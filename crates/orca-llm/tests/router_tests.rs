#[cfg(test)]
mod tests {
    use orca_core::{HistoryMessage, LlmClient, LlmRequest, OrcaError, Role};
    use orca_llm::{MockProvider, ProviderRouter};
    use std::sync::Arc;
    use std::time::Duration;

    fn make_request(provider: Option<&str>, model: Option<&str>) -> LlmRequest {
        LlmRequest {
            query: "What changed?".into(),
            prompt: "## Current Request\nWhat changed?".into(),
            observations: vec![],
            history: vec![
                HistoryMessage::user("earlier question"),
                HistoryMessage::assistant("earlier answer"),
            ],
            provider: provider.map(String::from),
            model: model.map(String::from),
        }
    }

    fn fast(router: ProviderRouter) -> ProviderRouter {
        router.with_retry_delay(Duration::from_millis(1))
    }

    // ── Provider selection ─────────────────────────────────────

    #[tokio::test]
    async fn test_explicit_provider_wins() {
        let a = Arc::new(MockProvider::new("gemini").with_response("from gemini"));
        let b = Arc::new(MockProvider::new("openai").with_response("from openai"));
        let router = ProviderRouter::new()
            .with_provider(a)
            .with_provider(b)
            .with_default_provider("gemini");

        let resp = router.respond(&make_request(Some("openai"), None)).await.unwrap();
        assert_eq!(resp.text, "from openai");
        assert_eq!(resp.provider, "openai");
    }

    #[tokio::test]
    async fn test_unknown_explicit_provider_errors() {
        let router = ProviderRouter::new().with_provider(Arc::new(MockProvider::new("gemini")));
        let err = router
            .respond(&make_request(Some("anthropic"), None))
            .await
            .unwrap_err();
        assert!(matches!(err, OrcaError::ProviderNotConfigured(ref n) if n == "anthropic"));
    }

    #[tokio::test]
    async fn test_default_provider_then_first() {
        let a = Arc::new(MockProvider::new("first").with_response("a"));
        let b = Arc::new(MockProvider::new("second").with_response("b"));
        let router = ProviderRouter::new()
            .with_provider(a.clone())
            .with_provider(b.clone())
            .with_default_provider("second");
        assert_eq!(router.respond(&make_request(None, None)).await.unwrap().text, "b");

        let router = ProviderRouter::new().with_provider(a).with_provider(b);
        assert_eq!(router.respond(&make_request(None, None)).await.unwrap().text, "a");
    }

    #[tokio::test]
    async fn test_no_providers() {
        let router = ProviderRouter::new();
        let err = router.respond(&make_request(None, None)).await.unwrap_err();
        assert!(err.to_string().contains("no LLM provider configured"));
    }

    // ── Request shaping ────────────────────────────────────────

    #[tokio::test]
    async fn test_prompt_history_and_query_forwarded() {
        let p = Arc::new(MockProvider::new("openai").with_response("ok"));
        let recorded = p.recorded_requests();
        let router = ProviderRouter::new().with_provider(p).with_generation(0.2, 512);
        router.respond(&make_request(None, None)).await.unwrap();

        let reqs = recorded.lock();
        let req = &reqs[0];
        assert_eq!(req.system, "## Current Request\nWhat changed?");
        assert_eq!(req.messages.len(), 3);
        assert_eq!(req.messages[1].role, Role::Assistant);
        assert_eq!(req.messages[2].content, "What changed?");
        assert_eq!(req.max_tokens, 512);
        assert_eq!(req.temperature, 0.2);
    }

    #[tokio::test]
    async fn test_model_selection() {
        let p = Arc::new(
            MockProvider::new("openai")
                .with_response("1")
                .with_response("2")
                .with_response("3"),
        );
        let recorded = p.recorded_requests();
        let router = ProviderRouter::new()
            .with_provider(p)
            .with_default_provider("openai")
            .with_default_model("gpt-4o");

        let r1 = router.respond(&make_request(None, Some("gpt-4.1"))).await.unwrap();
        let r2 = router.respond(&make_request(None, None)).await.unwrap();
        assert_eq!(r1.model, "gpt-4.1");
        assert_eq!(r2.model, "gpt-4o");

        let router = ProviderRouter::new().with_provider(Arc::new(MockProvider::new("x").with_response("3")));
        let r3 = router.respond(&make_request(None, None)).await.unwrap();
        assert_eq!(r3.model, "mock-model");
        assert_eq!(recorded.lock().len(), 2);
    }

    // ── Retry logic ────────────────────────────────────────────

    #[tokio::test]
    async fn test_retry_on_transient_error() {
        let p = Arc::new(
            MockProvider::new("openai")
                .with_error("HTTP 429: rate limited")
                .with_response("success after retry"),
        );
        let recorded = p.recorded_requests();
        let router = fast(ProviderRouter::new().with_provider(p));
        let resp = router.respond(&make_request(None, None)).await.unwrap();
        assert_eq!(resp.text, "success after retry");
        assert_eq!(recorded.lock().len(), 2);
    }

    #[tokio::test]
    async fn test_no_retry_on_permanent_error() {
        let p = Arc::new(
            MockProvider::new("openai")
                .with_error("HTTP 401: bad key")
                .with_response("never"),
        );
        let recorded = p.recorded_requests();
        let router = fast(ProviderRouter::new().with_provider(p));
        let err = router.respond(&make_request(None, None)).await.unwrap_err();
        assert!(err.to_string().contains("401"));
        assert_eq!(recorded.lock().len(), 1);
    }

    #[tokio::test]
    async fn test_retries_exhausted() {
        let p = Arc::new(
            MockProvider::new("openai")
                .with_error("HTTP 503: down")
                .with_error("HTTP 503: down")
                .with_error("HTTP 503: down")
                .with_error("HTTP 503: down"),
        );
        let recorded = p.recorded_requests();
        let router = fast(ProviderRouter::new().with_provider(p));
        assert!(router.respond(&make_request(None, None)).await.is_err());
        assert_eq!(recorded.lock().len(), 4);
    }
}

# # # # #

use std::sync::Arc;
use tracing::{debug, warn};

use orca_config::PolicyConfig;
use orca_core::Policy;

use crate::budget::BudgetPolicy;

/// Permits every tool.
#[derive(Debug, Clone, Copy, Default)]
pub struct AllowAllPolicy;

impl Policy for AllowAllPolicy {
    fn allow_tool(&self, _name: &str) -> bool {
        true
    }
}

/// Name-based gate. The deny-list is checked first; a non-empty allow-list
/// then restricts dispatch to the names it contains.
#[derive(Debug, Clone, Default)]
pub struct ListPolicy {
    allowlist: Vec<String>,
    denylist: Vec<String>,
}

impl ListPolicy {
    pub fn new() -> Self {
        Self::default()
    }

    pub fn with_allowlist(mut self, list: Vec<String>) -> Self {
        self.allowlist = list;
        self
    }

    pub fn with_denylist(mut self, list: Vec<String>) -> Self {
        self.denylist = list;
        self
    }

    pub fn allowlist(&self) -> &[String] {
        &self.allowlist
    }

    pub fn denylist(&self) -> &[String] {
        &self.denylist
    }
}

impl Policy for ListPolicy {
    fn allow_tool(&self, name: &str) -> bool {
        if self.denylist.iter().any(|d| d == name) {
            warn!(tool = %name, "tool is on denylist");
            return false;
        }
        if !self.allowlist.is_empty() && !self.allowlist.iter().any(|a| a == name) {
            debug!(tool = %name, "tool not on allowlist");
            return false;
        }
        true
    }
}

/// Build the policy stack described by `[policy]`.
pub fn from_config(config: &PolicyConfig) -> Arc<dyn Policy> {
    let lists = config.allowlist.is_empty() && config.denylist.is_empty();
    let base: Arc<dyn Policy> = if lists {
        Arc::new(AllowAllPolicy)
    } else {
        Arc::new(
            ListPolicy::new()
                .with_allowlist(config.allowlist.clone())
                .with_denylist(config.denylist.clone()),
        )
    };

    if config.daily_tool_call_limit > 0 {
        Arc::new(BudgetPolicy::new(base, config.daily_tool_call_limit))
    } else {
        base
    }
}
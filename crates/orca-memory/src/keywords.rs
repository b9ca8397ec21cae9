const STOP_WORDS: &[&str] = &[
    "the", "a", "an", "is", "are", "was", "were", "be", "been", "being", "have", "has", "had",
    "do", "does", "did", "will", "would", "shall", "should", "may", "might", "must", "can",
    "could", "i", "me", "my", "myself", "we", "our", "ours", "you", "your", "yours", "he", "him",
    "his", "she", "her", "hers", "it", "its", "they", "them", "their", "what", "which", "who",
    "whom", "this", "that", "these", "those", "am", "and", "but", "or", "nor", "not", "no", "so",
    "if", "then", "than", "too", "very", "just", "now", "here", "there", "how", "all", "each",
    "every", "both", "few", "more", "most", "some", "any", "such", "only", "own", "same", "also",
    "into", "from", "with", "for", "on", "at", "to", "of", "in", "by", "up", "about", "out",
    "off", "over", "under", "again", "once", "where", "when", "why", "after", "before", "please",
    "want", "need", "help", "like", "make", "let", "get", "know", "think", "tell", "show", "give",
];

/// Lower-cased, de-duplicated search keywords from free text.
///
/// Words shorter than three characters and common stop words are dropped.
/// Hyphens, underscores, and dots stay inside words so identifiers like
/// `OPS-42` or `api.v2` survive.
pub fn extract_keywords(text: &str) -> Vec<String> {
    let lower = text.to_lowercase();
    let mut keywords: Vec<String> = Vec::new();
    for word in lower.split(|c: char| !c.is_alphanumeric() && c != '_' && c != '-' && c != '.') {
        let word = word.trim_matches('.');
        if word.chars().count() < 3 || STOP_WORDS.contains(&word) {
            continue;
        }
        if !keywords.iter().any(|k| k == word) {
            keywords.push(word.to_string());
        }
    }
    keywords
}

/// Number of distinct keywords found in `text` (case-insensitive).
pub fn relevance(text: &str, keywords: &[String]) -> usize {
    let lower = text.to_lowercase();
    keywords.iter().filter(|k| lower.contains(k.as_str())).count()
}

# # # # #

TASK BRIEF: What lines in the material mention "bool"? Copy every one of them.

SOLUTION:
    fn allow_tool(&self, _name: &str) -> bool {
    fn allow_tool(&self, name: &str) -> bool {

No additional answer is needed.